Strengths and Limitations
Although the evidence of PBMT for RD management is limited, a rigorous and transparent methodological design was employed for the selection of eligible studies, which were randomized and methodologically sound. In addition, all phases of the study search, selection, and assessment were conducted by two reviewers, with the participation of a third reviewer.
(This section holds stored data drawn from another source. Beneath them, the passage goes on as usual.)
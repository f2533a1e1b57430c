//! Headless simulation system
//!
//! Drives a [`World`] with a fixed physics timestep:
//! - Frame time is capped and accumulated
//! - Physics steps in fixed increments
//! - Contacts and moved entities are tallied per frame

use broadleaf_core::{EntityKey, Scene, SceneLoadError, World};

use crate::config::AppConfig;

/// Result of a simulation update
#[derive(Debug, Clone, Copy, Default, PartialEq, Eq)]
pub struct SimulationResult {
    /// Fixed steps taken this frame
    pub steps: u32,
    /// Solid contacts resolved across those steps
    pub contacts: usize,
    /// Trigger overlaps reported across those steps
    pub triggers: usize,
    /// Entities whose position changed
    pub moved: usize,
}

/// Manages the fixed-timestep simulation loop
pub struct SimulationSystem {
    timestep: f32,
    max_frame_time: f32,
    accumulator: f32,
    log_contacts: bool,
}

impl SimulationSystem {
    /// Create a new simulation system
    ///
    /// Non-positive timesteps fall back to 1/60 s.
    pub fn new(timestep: f32, max_frame_time: f32) -> Self {
        let timestep = if timestep > 0.0 { timestep } else { 1.0 / 60.0 };
        Self {
            timestep,
            max_frame_time: max_frame_time.max(timestep),
            accumulator: 0.0,
            log_contacts: false,
        }
    }

    /// Create a simulation system from application configuration
    pub fn from_config(config: &AppConfig) -> Self {
        let mut system = Self::new(config.simulation.timestep, config.simulation.max_frame_time);
        system.log_contacts = config.debug.log_contacts;
        system
    }

    pub fn timestep(&self) -> f32 {
        self.timestep
    }

    /// Time carried over to the next frame
    pub fn accumulator(&self) -> f32 {
        self.accumulator
    }

    /// Run one frame of `frame_time` seconds
    pub fn update(&mut self, world: &mut World, frame_time: f32) -> SimulationResult {
        // Cap frame time so a long stall does not queue a burst of steps
        self.accumulator += frame_time.clamp(0.0, self.max_frame_time);
        world.clear_dirty();

        let mut result = SimulationResult::default();
        while self.accumulator >= self.timestep {
            world.update(self.timestep);
            self.accumulator -= self.timestep;
            result.steps += 1;

            for event in world.contacts() {
                if event.is_trigger {
                    result.triggers += 1;
                } else {
                    result.contacts += 1;
                }
                if self.log_contacts {
                    log::debug!(
                        "{} {} <-> {} (depth {:.4})",
                        if event.is_trigger { "Trigger" } else { "Contact" },
                        entity_label(world, event.a),
                        entity_label(world, event.b),
                        event.contact.penetration
                    );
                }
            }
        }

        result.moved = world.dirty_entities().len();
        result
    }
}

impl Default for SimulationSystem {
    fn default() -> Self {
        Self::new(1.0 / 60.0, 0.25)
    }
}

/// Name of an entity for logs, falling back to its key
pub fn entity_label(world: &World, key: EntityKey) -> String {
    match world.get(key).and_then(|e| e.name.as_deref()) {
        Some(name) => name.to_string(),
        None => format!("{:?}", key),
    }
}

/// Load the configured scene and simulate it for the configured duration
pub fn run(config: &AppConfig) -> Result<World, SceneLoadError> {
    let scene = Scene::load(&config.simulation.scene)?;
    let mut world = scene.instantiate(config.physics.to_physics_config());
    let mut system = SimulationSystem::from_config(config);

    let frames = (config.simulation.duration / system.timestep()).round().max(0.0) as u64;
    let report_every = ((config.simulation.report_interval / system.timestep()).round() as u64).max(1);
    let mut totals = SimulationResult::default();

    for frame in 1..=frames {
        let result = system.update(&mut world, system.timestep());
        totals.steps += result.steps;
        totals.contacts += result.contacts;
        totals.triggers += result.triggers;

        if frame % report_every == 0 {
            report(&world, frame as f32 * system.timestep());
        }
    }

    log::info!(
        "Simulated {} steps of '{}': {} contacts, {} trigger overlaps",
        totals.steps,
        scene.name,
        totals.contacts,
        totals.triggers
    );
    Ok(world)
}

fn report(world: &World, time: f32) {
    let tree = world.physics().tree();
    log::info!(
        "t={:.2}s: {} entities, tree height {}, {} nodes",
        time,
        world.entity_count(),
        tree.height(),
        tree.node_count()
    );
    for (key, entity) in world.iter() {
        let (Some(position), Some(body)) = (entity.position(), entity.rigidbody.as_ref()) else {
            continue;
        };
        if body.is_static() {
            continue;
        }
        log::info!(
            "  {}: ({:.3}, {:.3}, {:.3}){}",
            entity_label(world, key),
            position.x,
            position.y,
            position.z,
            if body.is_grounded() { " grounded" } else { "" }
        );
    }
}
As a limitation, language restrictions are emphasized since the literature in languages other than Portuguese, English, or Spanish was excluded, in addition to the reduced number of studies comprising the sample.
Implications for Nursing
Ionizing radiation emitted in radiation therapy causes structural and functional skin alterations, in addition to local inflammatory processes.3 Thus, considering the impact of RD on patients’ quality of life as well as on therapy adherence and continuation, PBMT is described by the literature as a preventive and therapeutic agent since the therapeutic properties of the laser accelerate tissue healing, in addition to anti-inflammatory control and local analgesia.7 Therefore, the application of a laser from the first fraction of radiation therapy until the end of the treatment is considered, with beneficial results for the reduction of RD severity and accelerated resolution.
Conclusion
The available evidence shows that PBMT may effectively reduce RD severity. Studies related to this theme are still scarce and those available have divergent methodologies, which limits recommendations. Other noteworthy aspects include the lack of information on the employed parameters, the diversity of skin care protocols adopted by different institutions, and difficulties with blinding the device operator, and sometimes the patient, which increases the risk of bias, hindering the comparison of results among diverse trials and possibly limiting inferences. Given these factors, further studies are suggested to focus on controlled and randomized designs with well-described parameters, favoring the implementation of lasers for RD management.
Conflict of Interests
The authors declare that there are no conflicts of interest.
Ethical Considerations
Not applicable.
Funding
This study was financed in part by the Coordenação de Aperfeiçoamento de Pessoal de Nível Superior - Brasil (CAPES) - Finance Code 001.
Please cite this article as follows: Rocha SR, da Costa Ferreira SA, Ramalho A, Santos VLCG, Nogueira PC. Photobiomodulation therapy in the prevention and treatment of radiodermatitis in breast cancer patients: systematic review. J Lasers Med Sci. 2022;13:e42. doi:10.34172/jlms.2022.42.